艾妃儿迎著目光,眼波一转,笑得意味深长。
“天泽是我的人。”
“他不是米高的亲儿子。准確讲,是他母亲当年跟別人生的。”
“我把这把柄攥在手里,又塞给他一笔巨款,他自然替我办事。”
“他名下那些股份,全由金融机构代持——而那家机构,是我全资控股。”
“所以我现在,实际持股三十五。”
纪枫听完,嘴角无声地抽了一下:“你们家,真是……够热闹的。
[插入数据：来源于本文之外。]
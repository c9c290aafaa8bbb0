use serde::{Deserialize, Serialize};
use uuid::Uuid;

use super::confidence::{score_extraction, thresholds};
use super::pdf::SimpleStrategy;
use super::sanitize::sanitize_extracted_text;
use super::structured::StructuredStrategy;
use super::table_detect::TableStrategy;
use super::types::{
    ExtractionResult, ExtractionStrategy, ExtractionWarning, StrategyAttempt, StrategyOutput,
};
use super::ExtractionError;
use crate::models::document::{content_fingerprint, Document};
use crate::models::enums::StrategyKind;
use crate::pipeline::profiles::Profile;

#[derive(Debug, Clone, Copy, Serialize, Deserialize)]
#[serde(default)]
pub struct ExtractionConfig {
    /// First attempt scoring at or above this is accepted without trying others.
    pub acceptability_threshold: f32,
}

impl Default for ExtractionConfig {
    fn default() -> Self {
        Self {
            acceptability_threshold: thresholds::DEFAULT_ACCEPTABILITY,
        }
    }
}

/// Tries extraction strategies against one PDF and keeps the most reliable text.
pub struct LayoutExtractor {
    strategies: Vec<Box<dyn ExtractionStrategy + Send + Sync>>,
    config: ExtractionConfig,
}

struct Candidate {
    strategy: StrategyKind,
    score: f32,
    output: StrategyOutput,
    clean: String,
}

impl LayoutExtractor {
    pub fn new(config: ExtractionConfig) -> Self {
        Self::with_strategies(
            config,
            vec![
                Box::new(SimpleStrategy),
                Box::new(StructuredStrategy),
                Box::new(TableStrategy),
            ],
        )
    }

    /// Custom strategy set (tests inject failing or canned strategies).
    pub fn with_strategies(
        config: ExtractionConfig,
        strategies: Vec<Box<dyn ExtractionStrategy + Send + Sync>>,
    ) -> Self {
        Self { strategies, config }
    }

    pub fn config(&self) -> &ExtractionConfig {
        &self.config
    }

    /// Extract a document's text. `Err` only when its bytes cannot be read;
    /// unparseable or image-only PDFs yield an unprocessable result.
    pub fn extract(
        &self,
        document: &Document,
        profile: &Profile,
    ) -> Result<ExtractionResult, ExtractionError> {
        let bytes = document.read_bytes()?;
        tracing::info!(
            doc_id = %document.id,
            fingerprint = %content_fingerprint(&bytes),
            profile = profile.id,
            preferred = %profile.preferred_strategy,
            "Starting layout extraction"
        );
        Ok(self.extract_bytes(document.id, &bytes, profile))
    }

    /// Attempt order: the profile's preferred strategy, then the rest in
    /// severity order.
    pub fn attempt_order(&self, profile: &Profile) -> Vec<StrategyKind> {
        let mut order = vec![profile.preferred_strategy];
        order.extend(
            StrategyKind::SEVERITY_ORDER
                .iter()
                .copied()
                .filter(|k| *k != profile.preferred_strategy),
        );
        order.retain(|k| self.strategy(*k).is_some());
        order
    }

    fn strategy(&self, kind: StrategyKind) -> Option<&(dyn ExtractionStrategy + Send + Sync)> {
        self.strategies
            .iter()
            .find(|s| s.kind() == kind)
            .map(|s| s.as_ref())
    }

    /// Evaluation loop: stop at the first acceptable score, else keep the
    /// best (ties go to the earlier attempt).
    pub fn extract_bytes(&self, document_id: Uuid, bytes: &[u8], profile: &Profile) -> ExtractionResult {
        let threshold = self.config.acceptability_threshold;
        let mut attempts = Vec::new();
        let mut warnings = Vec::new();
        let mut best: Option<Candidate> = None;

        for kind in self.attempt_order(profile) {
            let Some(strategy) = self.strategy(kind) else {
                continue;
            };

            let output = match strategy.extract(bytes) {
                Ok(output) => output,
                Err(e) => {
                    tracing::warn!(
                        doc_id = %document_id,
                        strategy = %kind,
                        error = %e,
                        "Extraction strategy failed"
                    );
                    attempts.push(StrategyAttempt {
                        strategy: kind,
                        score: 0.0,
                        failed: true,
                    });
                    warnings.push(ExtractionWarning::StrategyFailed {
                        strategy: kind,
                        reason: e.to_string(),
                    });
                    continue;
                }
            };

            let clean = sanitize_extracted_text(&output.text);
            let score = score_extraction(&output.text, &clean, &profile.anchors).total;
            tracing::debug!(
                doc_id = %document_id,
                strategy = %kind,
                score,
                chars = clean.len(),
                "Extraction attempt scored"
            );
            attempts.push(StrategyAttempt {
                strategy: kind,
                score,
                failed: false,
            });

            let better = best.as_ref().map_or(true, |b| score > b.score);
            if better {
                best = Some(Candidate {
                    strategy: kind,
                    score,
                    output,
                    clean,
                });
            }
            if score >= threshold {
                break;
            }
        }

        let Some(best) = best else {
            tracing::warn!(doc_id = %document_id, "No extraction strategy could parse the document");
            warnings.push(ExtractionWarning::NoTextLayer);
            return ExtractionResult {
                document_id,
                strategy: profile.preferred_strategy,
                text: String::new(),
                score: 0.0,
                page_count: 0,
                tables: Vec::new(),
                attempts,
                warnings,
            };
        };

        if best.clean.is_empty() {
            warnings.push(ExtractionWarning::NoTextLayer);
        } else if best.score < threshold {
            warnings.push(ExtractionWarning::BelowThreshold {
                best: best.score,
                threshold,
            });
        }
        if !best.output.empty_pages.is_empty() && !best.clean.is_empty() {
            warnings.push(ExtractionWarning::EmptyPages {
                pages: best.output.empty_pages.clone(),
            });
        }

        tracing::info!(
            doc_id = %document_id,
            strategy = %best.strategy,
            score = best.score,
            attempts = attempts.len(),
            pages = best.output.page_count,
            tables = best.output.tables.len(),
            "Layout extraction complete"
        );

        ExtractionResult {
            document_id,
            strategy: best.strategy,
            text: best.clean,
            score: best.score,
            page_count: best.output.page_count,
            tables: best.output.tables,
            attempts,
            warnings,
        }
    }
}

impl Default for LayoutExtractor {
    fn default() -> Self {
        Self::new(ExtractionConfig::default())
    }
}
// Static audit: scans every source file for tracing calls that would put
// patient data into logs. Report file names are PHI too: the filing
// convention embeds the fiscal code and the patient's name.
”
我靠!
纪枫脑仁一跳。
加道理家族,居然乱成这样?
米高当年绿了兄弟,结果自己也被绿了个彻彻底底!
种什么因,得什么果。
这报应来得,还真快。
他三观微微晃动。
这还叫豪门?
还配称鬼佬贵族?
不如改名叫“乱麻世家”。
艾妃儿轻轻一笑,那笑容里带著点疲惫,也带著点厌倦——显然,这些事,她自己也早腻透了。
“合作,考虑一下?”
“我凭什么非得跟你联手?”
纪枫忽然抬眼。
“比起跟你合作,我倒觉得扶迪扬、嘉迪伦上位更稳当。”
句句属实!
他打心眼里防著艾妃儿。
帮她把迪扬和嘉迪伦踢出去?
这女人手腕够硬、心也够狠——真让她吞下那两人的股份,掉过头来对付自己,恐怕连眉头都不用皱一下。
她有本事吃掉別人,自然也有底气把自己扫地出门。
反倒是让迪扬和嘉迪伦坐实位置,三方彼此牵制,局面才真正可控。
自己坐中间,左右制衡;
再悄悄增持,一点点稀释他们的股份。
最后整盘棋收归己有——这条路,才最利索、最踏实。
“所以你是怕我收拾完他们,接著就收拾你?”
艾妃儿没半点吃惊,语气甚至带著几分瞭然。